▼

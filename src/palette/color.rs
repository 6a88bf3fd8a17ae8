//! 24-bit RGB colors and their hex text form.

use serde::{Deserialize, Deserializer, Serialize, Serializer};

use crate::core::{Error, Result};

/// Opaque RGB color packed as `0xRRGGBB`.
#[derive(Clone, Copy, Debug, Default, PartialEq, Eq, Hash)]
pub struct Rgb(u32);

impl Rgb {
    pub const BLACK: Rgb = Rgb(0x000000);
    pub const WHITE: Rgb = Rgb(0xFFFFFF);

    /// Create from a packed value. Any alpha byte is dropped.
    pub const fn from_u32(value: u32) -> Self {
        Self(value & 0xFFFFFF)
    }

    pub const fn new(r: u8, g: u8, b: u8) -> Self {
        Self(((r as u32) << 16) | ((g as u32) << 8) | b as u32)
    }

    pub const fn to_u32(self) -> u32 {
        self.0
    }

    pub const fn r(self) -> u8 {
        (self.0 >> 16) as u8
    }

    pub const fn g(self) -> u8 {
        (self.0 >> 8) as u8
    }

    pub const fn b(self) -> u8 {
        self.0 as u8
    }

    /// Parse a hex color such as `"3FA2C0"` or `"#3fa2c0"`.
    ///
    /// Short input is right-padded with `0`, so `"FF"` reads as `FF0000`
    /// and the empty string reads as black.
    pub fn from_hex(text: &str) -> Result<Self> {
        let digits = text.trim().trim_start_matches('#');
        if digits.len() > 6 {
            return Err(Error::Parse(format!("Color code too long: {:?}", text)));
        }
        let padded = format!("{:0<6}", digits);
        u32::from_str_radix(&padded, 16)
            .map(Self::from_u32)
            .map_err(|_| Error::Parse(format!("Invalid color code: {:?}", text)))
    }

    /// Upper-case six digit hex, no prefix
    pub fn to_hex(self) -> String {
        format!("{:06X}", self.0)
    }

    /// Squared euclidean distance in RGB space
    pub fn distance_sq(self, other: Rgb) -> u32 {
        let dr = self.r() as i32 - other.r() as i32;
        let dg = self.g() as i32 - other.g() as i32;
        let db = self.b() as i32 - other.b() as i32;
        (dr * dr + dg * dg + db * db) as u32
    }
}

impl std::fmt::Display for Rgb {
    fn fmt(&self, f: &mut std::fmt::Formatter<'_>) -> std::fmt::Result {
        write!(f, "#{}", self.to_hex())
    }
}

impl Serialize for Rgb {
    fn serialize<S: Serializer>(&self, serializer: S) -> std::result::Result<S::Ok, S::Error> {
        serializer.serialize_str(&self.to_hex())
    }
}

impl<'de> Deserialize<'de> for Rgb {
    fn deserialize<D: Deserializer<'de>>(deserializer: D) -> std::result::Result<Self, D::Error> {
        let text = String::deserialize(deserializer)?;
        Rgb::from_hex(&text).map_err(serde::de::Error::custom)
    }
}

▲

**Required action**
Reproduce exactly the lines from the one containing "fn deserialize<D: Deserializer<'de>>(deserializer: D)" through the last line of the records, both included, and nothing else.

**Answer for this exercise**
    fn deserialize<D: Deserializer<'de>>(deserializer: D) -> std::result::Result<Self, D::Error> {
        let text = String::deserialize(deserializer)?;
        Rgb::from_hex(&text).map_err(serde::de::Error::custom)
    }
}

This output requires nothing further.